Your assignment >> For each line of the data below that includes the string "epsilon", count one, and answer with the sum only.

────────

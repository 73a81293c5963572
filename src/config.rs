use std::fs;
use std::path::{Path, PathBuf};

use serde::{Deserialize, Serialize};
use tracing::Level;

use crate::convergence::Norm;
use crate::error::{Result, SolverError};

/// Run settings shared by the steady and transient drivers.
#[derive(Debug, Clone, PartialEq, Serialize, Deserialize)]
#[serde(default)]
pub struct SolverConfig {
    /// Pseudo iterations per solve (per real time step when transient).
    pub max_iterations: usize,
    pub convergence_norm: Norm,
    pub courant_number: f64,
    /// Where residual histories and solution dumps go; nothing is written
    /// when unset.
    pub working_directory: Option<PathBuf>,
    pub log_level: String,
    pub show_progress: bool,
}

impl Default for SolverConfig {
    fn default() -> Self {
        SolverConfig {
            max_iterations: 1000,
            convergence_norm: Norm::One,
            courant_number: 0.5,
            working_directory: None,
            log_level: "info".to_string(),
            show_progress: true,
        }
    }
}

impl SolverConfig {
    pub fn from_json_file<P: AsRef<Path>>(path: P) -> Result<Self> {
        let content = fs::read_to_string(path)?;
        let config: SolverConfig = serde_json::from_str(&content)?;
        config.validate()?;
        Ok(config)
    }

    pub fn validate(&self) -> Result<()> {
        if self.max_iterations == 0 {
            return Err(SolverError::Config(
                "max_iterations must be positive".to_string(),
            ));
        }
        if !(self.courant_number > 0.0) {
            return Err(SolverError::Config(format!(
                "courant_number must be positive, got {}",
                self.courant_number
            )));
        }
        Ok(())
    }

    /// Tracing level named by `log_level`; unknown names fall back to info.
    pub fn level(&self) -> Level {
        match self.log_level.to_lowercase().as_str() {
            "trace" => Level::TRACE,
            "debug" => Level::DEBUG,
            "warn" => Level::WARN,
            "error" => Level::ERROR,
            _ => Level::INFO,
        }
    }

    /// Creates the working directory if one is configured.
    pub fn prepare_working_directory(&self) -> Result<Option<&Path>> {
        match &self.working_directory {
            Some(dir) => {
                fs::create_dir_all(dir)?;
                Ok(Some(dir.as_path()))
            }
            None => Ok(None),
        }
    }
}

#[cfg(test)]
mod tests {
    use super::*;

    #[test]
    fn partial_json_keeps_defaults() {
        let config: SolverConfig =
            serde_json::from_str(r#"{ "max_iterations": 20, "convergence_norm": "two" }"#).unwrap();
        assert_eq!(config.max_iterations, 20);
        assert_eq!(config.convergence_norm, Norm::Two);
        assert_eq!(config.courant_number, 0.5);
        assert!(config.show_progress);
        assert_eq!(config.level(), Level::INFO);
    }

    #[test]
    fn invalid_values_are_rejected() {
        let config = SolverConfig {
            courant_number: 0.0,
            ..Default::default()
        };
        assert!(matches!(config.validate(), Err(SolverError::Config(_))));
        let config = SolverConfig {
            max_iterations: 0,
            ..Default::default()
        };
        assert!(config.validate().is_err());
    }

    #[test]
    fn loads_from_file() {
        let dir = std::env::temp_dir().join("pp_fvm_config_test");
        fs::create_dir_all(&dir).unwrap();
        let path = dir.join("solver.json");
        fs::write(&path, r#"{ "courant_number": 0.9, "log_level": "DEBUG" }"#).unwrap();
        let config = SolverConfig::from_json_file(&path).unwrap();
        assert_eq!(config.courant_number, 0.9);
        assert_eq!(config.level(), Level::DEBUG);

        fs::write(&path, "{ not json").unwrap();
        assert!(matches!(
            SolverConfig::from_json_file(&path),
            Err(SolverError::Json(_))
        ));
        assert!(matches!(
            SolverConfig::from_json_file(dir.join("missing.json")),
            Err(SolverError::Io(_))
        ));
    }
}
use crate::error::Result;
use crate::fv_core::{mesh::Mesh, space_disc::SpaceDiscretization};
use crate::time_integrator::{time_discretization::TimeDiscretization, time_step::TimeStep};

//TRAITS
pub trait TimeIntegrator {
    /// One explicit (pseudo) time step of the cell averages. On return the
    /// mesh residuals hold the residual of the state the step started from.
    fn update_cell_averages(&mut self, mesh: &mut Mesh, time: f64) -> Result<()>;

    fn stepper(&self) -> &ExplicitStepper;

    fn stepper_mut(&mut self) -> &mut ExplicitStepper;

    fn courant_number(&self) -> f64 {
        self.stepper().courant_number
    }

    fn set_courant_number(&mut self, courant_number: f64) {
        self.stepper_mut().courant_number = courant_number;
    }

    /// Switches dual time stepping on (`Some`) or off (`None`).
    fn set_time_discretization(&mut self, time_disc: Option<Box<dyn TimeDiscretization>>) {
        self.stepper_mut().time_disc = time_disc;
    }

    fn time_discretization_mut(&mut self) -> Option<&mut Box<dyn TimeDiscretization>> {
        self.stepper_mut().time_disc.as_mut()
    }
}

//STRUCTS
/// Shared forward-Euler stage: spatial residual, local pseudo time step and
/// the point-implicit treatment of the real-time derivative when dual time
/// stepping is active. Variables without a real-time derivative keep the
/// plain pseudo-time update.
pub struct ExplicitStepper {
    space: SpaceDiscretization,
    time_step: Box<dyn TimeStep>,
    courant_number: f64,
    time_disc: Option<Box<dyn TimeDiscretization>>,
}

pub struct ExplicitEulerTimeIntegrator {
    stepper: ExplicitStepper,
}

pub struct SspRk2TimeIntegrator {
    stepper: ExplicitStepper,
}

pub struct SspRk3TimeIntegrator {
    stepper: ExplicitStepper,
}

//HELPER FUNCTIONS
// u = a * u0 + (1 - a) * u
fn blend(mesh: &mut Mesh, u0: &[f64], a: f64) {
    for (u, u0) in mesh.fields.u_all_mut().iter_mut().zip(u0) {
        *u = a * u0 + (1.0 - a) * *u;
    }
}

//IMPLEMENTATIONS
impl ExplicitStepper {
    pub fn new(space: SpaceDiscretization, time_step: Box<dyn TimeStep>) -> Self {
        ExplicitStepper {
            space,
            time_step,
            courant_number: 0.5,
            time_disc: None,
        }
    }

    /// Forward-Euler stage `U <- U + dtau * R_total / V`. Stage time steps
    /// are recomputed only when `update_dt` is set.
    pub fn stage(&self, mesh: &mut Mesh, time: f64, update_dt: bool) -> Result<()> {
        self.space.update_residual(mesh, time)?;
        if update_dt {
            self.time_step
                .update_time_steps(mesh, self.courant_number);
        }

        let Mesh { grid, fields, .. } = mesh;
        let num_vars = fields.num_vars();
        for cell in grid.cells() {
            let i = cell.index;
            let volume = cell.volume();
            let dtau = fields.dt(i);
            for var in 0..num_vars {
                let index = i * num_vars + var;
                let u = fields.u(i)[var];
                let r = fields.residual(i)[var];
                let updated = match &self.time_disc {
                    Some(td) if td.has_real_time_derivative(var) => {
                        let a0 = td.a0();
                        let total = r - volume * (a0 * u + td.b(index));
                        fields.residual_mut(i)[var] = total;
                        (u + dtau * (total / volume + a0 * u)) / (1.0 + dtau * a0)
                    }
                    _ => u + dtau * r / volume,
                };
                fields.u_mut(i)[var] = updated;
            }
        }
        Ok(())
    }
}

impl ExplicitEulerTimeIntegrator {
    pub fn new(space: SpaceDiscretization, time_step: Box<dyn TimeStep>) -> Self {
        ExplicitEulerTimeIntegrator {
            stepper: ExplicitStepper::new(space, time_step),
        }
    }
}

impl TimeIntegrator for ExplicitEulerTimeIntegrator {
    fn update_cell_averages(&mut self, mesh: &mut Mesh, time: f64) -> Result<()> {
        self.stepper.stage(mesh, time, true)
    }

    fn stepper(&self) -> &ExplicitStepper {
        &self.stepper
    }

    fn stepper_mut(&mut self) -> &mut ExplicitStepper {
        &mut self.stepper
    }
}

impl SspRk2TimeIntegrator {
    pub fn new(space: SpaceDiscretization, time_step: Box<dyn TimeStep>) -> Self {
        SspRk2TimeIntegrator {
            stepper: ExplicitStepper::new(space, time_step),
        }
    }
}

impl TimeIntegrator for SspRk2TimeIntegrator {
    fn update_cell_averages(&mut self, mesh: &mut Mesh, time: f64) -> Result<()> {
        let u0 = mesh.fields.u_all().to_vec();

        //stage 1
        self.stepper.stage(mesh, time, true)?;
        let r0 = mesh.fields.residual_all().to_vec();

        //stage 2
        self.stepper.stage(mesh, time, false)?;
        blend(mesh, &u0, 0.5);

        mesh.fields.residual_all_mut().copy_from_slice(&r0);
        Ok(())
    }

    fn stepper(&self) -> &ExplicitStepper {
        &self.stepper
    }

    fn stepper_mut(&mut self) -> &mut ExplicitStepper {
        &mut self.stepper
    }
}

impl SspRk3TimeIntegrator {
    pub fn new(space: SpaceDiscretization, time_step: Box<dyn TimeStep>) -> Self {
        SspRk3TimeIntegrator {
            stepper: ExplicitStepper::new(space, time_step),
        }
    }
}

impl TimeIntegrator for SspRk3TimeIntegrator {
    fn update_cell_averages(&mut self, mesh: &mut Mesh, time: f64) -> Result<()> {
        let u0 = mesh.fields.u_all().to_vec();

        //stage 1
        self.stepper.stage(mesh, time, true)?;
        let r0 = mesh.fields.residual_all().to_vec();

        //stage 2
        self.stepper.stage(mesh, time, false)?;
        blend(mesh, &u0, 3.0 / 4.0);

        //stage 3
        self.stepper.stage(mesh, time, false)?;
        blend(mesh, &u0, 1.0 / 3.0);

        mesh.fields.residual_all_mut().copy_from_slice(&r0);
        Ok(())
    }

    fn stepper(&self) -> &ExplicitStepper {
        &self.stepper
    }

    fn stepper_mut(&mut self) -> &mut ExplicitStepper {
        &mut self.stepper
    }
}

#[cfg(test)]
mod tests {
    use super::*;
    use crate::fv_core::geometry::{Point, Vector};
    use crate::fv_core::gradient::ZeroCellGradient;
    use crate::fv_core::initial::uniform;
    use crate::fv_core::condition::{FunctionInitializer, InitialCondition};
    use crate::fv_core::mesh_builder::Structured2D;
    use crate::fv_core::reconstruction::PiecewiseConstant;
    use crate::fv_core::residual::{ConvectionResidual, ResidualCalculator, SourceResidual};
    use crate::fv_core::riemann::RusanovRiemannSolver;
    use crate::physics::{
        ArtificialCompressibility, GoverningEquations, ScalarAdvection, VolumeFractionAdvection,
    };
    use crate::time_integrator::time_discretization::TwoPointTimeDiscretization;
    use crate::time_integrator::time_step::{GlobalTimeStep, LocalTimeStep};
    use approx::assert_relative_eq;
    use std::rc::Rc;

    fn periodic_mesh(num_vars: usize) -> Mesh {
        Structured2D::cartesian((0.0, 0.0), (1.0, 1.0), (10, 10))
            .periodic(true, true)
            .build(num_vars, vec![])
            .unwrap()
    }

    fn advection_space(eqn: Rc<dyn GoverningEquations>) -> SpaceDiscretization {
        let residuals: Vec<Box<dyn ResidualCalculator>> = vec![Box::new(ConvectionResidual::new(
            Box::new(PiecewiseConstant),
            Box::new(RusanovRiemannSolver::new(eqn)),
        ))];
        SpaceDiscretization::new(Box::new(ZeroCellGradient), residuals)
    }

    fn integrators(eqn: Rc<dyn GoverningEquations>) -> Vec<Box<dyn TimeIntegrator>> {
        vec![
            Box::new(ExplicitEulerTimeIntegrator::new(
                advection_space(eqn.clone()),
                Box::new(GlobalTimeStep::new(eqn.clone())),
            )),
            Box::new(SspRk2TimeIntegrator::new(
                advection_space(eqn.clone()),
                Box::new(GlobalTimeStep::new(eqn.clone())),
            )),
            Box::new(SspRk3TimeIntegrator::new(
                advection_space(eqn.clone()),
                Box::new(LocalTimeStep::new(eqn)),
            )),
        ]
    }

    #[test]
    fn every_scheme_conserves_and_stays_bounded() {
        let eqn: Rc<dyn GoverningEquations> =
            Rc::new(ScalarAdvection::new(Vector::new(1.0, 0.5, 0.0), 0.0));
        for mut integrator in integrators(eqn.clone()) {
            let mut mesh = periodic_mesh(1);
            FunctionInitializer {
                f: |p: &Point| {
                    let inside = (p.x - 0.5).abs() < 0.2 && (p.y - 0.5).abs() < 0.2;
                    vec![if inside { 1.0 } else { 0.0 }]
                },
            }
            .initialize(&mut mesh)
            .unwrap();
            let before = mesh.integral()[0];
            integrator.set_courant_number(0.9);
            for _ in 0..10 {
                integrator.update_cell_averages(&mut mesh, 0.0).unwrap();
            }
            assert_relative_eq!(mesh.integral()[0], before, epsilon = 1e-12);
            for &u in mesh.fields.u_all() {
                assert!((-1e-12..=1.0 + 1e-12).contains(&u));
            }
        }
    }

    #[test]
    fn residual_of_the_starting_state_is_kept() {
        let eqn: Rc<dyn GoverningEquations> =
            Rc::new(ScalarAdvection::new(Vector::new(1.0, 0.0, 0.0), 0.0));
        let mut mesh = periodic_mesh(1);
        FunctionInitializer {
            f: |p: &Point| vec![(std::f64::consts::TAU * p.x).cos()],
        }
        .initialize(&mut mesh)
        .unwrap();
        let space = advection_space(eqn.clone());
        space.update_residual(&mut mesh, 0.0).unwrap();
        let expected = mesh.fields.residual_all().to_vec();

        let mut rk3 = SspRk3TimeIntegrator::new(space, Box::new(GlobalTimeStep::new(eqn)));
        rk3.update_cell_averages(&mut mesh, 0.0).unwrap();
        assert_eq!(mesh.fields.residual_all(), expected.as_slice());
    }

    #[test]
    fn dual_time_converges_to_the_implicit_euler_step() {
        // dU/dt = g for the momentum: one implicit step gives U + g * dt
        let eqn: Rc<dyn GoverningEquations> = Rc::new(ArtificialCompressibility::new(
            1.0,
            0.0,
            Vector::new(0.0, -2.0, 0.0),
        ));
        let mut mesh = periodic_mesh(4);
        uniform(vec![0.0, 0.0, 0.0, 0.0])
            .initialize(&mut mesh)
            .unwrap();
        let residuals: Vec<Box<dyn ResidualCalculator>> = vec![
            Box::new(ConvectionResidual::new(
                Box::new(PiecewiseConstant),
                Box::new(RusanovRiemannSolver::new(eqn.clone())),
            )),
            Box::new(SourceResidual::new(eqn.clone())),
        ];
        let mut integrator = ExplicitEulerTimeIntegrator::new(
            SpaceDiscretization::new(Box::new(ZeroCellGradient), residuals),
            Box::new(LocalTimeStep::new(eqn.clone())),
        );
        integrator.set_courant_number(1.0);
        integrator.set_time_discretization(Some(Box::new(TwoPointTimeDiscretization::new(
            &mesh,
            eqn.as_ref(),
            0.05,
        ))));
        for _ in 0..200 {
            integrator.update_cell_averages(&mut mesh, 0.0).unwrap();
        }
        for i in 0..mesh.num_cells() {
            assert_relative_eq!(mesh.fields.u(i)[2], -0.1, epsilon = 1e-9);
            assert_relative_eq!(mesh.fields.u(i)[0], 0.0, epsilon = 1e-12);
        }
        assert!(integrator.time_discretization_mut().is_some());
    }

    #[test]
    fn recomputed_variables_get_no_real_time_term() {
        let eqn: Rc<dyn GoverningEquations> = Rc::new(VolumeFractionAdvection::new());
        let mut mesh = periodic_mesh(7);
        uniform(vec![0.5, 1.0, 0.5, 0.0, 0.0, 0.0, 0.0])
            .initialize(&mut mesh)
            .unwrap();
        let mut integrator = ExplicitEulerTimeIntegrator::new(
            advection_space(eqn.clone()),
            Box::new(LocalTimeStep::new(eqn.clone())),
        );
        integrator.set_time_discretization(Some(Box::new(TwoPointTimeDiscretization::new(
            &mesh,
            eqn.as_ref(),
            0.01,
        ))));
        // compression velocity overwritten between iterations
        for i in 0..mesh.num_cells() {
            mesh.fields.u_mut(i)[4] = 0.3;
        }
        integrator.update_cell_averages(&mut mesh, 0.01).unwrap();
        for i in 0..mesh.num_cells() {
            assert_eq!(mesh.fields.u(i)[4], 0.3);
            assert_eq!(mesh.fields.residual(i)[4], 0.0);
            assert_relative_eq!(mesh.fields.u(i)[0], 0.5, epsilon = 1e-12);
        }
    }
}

────────

Result for this task >> 4